[What to produce]
Return the run of lines below that opens with the line containing "let hints = match" and closes with the line containing "fn centered_rect(percent_x: u16, percent_y: u16, area: Rect)", keeping each one exact.

[Given information]
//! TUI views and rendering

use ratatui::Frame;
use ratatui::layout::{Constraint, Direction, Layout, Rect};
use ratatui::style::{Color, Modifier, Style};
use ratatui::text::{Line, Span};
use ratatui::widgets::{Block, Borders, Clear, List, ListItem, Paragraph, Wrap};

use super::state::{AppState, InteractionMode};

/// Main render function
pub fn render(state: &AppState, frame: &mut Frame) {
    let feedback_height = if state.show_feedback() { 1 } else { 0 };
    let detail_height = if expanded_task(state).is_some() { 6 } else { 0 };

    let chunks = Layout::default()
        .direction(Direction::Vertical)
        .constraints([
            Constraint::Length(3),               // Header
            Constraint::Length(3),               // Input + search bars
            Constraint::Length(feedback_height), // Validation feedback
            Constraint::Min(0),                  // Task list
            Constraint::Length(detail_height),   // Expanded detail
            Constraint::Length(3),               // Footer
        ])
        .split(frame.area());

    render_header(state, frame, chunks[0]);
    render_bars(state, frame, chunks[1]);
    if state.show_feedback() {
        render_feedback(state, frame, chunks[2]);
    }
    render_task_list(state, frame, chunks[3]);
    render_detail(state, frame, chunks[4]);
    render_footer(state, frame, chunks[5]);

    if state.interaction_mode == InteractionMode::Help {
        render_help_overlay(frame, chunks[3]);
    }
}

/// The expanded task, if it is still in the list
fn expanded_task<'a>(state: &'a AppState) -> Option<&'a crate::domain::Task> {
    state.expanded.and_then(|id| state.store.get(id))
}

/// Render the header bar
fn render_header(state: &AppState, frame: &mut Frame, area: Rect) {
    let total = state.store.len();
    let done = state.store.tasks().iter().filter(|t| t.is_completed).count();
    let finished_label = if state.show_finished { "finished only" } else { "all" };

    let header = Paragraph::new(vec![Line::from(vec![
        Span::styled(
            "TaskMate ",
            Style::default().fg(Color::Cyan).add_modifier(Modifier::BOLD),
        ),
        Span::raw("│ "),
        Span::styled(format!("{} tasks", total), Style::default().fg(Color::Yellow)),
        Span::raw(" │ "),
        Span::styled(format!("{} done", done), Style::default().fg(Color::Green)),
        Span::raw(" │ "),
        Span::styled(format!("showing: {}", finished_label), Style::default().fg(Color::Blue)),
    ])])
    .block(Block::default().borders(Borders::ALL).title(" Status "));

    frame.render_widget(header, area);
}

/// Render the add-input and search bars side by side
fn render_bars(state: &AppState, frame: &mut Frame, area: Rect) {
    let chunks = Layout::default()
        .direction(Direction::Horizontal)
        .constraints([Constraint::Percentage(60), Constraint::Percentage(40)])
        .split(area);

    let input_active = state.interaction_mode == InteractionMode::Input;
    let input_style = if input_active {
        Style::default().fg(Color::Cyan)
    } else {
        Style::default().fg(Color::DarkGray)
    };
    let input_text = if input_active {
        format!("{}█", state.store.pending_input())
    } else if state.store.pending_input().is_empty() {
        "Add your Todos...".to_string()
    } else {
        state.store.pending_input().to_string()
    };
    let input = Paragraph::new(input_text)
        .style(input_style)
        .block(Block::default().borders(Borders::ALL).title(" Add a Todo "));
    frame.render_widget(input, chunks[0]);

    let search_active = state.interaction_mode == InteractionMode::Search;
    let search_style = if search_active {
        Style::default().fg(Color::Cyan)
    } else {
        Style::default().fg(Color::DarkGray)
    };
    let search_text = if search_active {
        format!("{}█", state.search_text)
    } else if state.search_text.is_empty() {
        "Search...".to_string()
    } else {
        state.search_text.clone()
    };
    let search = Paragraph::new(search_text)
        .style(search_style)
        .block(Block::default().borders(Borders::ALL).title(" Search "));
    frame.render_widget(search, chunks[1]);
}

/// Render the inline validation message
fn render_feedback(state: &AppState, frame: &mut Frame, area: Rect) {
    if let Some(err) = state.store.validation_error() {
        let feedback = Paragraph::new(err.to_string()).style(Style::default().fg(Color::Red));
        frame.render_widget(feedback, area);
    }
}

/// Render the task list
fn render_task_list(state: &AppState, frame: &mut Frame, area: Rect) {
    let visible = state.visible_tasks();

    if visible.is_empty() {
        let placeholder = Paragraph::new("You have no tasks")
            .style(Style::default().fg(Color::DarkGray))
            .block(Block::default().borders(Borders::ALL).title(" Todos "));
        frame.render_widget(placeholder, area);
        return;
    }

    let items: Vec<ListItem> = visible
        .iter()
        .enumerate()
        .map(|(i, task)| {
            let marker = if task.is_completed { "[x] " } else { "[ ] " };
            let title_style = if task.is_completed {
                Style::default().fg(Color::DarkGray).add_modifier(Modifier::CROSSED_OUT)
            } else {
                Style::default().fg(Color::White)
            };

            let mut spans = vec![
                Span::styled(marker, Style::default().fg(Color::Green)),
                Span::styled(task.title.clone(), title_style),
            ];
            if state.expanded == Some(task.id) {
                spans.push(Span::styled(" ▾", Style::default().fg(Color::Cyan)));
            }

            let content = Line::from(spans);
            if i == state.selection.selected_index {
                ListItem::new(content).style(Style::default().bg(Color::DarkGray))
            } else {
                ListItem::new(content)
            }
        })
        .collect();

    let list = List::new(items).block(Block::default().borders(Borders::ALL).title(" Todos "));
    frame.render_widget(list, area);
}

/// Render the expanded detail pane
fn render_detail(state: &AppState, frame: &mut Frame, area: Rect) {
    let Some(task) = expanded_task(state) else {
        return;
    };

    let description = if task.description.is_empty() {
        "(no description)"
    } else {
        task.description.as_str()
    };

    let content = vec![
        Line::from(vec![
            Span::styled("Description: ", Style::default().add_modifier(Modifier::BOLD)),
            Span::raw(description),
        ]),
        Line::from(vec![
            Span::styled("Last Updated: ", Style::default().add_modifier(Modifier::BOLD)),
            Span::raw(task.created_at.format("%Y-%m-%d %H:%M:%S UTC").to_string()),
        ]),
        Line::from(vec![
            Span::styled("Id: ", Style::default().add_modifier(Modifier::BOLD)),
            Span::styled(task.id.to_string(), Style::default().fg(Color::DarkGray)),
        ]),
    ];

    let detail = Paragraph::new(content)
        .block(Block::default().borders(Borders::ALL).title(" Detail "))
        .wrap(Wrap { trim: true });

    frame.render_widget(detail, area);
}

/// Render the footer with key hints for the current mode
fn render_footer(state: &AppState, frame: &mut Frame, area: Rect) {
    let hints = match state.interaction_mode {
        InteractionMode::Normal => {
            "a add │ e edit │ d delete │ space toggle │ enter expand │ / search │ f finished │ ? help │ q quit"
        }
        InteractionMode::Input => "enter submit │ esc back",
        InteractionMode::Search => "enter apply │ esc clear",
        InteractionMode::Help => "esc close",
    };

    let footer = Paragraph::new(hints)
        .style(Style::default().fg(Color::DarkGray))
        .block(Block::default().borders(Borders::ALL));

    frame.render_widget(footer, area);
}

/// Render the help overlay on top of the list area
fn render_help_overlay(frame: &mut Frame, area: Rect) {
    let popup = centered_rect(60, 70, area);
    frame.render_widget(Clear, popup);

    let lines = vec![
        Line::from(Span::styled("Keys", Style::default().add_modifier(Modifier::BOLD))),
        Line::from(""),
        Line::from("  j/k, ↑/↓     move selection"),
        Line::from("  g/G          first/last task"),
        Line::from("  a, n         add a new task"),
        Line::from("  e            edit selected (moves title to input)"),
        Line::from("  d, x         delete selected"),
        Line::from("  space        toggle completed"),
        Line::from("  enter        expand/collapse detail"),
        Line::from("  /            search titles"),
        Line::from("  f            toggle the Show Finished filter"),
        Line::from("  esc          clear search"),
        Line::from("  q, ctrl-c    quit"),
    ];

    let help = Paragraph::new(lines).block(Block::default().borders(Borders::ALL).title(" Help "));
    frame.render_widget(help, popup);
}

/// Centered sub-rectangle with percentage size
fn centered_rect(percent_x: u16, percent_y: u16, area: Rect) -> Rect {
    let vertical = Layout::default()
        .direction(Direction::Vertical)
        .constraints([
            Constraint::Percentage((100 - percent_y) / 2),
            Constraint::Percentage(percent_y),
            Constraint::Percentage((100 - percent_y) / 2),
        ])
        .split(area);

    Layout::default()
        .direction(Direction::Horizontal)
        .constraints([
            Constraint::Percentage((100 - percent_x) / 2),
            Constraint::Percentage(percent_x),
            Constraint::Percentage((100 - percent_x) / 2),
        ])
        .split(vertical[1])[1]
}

[Solved problem]
    let hints = match state.interaction_mode {
        InteractionMode::Normal => {
            "a add │ e edit │ d delete │ space toggle │ enter expand │ / search │ f finished │ ? help │ q quit"
        }
        InteractionMode::Input => "enter submit │ esc back",
        InteractionMode::Search => "enter apply │ esc clear",
        InteractionMode::Help => "esc close",
    };

    let footer = Paragraph::new(hints)
        .style(Style::default().fg(Color::DarkGray))
        .block(Block::default().borders(Borders::ALL));

    frame.render_widget(footer, area);
}

/// Render the help overlay on top of the list area
fn render_help_overlay(frame: &mut Frame, area: Rect) {
    let popup = centered_rect(60, 70, area);
    frame.render_widget(Clear, popup);

    let lines = vec![
        Line::from(Span::styled("Keys", Style::default().add_modifier(Modifier::BOLD))),
        Line::from(""),
        Line::from("  j/k, ↑/↓     move selection"),
        Line::from("  g/G          first/last task"),
        Line::from("  a, n         add a new task"),
        Line::from("  e            edit selected (moves title to input)"),
        Line::from("  d, x         delete selected"),
        Line::from("  space        toggle completed"),
        Line::from("  enter        expand/collapse detail"),
        Line::from("  /            search titles"),
        Line::from("  f            toggle the Show Finished filter"),
        Line::from("  esc          clear search"),
        Line::from("  q, ctrl-c    quit"),
    ];

    let help = Paragraph::new(lines).block(Block::default().borders(Borders::ALL).title(" Help "));
    frame.render_widget(help, popup);
}

/// Centered sub-rectangle with percentage size
fn centered_rect(percent_x: u16, percent_y: u16, area: Rect) -> Rect {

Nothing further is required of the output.